## Instructions to follow
How many lines below include the word "EmptyShell"? State that number and nothing else.

Entries taken from a collection:

┌────────

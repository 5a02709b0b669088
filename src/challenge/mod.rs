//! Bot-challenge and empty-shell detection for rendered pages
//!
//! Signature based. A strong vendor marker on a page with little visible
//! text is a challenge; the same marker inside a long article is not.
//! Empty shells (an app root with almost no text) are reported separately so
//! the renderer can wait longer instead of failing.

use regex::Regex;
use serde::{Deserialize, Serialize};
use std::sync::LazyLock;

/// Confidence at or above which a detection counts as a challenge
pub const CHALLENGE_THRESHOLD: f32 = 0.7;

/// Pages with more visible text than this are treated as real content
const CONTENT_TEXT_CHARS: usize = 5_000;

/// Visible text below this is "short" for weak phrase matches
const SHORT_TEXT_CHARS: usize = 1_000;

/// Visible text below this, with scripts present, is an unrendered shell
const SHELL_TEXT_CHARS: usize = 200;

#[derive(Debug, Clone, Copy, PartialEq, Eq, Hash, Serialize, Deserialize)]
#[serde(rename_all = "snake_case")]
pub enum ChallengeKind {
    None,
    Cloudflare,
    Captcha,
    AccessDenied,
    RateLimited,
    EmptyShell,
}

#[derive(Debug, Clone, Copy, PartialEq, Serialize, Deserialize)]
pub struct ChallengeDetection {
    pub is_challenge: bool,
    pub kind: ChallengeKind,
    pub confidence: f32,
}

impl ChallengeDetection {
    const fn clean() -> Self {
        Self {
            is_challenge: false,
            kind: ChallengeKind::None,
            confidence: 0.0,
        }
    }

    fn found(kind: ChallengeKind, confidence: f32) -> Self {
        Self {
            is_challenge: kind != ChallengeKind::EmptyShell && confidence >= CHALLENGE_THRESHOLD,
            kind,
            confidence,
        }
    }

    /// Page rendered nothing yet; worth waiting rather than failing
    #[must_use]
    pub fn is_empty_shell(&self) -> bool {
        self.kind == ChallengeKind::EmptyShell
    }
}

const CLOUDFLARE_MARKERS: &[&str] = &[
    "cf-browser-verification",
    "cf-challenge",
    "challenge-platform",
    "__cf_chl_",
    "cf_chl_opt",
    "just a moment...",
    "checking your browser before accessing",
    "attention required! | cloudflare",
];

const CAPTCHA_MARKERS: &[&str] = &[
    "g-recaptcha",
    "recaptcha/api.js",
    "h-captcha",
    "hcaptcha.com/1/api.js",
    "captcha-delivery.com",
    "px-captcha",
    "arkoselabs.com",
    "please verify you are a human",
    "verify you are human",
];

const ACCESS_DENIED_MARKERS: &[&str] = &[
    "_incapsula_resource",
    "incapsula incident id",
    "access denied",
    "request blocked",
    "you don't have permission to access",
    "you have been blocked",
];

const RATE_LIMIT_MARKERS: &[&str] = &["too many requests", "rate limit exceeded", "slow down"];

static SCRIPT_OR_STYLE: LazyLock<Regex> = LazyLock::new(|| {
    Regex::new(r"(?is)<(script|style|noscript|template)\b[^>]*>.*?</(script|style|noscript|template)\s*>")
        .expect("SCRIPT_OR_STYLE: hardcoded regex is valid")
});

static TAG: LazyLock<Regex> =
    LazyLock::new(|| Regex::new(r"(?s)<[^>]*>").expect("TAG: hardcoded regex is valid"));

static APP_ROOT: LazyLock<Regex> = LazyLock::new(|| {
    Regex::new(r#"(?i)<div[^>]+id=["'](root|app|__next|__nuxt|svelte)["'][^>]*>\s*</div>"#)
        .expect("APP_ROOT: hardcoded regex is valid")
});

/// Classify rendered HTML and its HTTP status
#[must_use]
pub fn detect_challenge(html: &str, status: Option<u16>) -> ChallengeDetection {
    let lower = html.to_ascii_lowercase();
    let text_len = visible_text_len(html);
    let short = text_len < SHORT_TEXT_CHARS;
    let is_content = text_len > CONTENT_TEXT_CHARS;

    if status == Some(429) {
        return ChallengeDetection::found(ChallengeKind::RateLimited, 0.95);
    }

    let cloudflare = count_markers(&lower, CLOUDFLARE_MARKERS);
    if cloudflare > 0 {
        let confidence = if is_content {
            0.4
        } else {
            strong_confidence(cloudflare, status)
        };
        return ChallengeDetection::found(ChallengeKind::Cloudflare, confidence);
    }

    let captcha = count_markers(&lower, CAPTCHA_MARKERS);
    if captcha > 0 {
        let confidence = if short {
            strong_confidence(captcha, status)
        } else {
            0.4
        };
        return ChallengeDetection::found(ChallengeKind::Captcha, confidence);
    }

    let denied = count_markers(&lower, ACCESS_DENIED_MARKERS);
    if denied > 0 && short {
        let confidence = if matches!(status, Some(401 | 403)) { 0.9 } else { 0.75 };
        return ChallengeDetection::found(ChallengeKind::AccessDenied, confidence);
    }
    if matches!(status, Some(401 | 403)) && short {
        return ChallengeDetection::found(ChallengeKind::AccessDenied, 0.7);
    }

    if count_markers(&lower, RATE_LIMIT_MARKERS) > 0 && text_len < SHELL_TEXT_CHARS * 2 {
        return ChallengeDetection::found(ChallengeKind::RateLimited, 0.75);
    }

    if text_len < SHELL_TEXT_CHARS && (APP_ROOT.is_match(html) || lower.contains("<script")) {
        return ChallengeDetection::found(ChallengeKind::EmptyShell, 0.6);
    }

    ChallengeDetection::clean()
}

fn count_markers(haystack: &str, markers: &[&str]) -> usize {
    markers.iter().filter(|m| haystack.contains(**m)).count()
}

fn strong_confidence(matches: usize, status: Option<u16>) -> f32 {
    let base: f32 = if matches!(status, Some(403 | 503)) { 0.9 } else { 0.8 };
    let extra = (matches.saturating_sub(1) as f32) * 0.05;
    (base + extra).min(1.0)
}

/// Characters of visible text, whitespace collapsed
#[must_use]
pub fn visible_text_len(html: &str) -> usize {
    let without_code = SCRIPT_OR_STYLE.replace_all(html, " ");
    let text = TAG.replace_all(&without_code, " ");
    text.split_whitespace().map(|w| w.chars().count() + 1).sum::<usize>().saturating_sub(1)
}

└────────

## Result of this task
4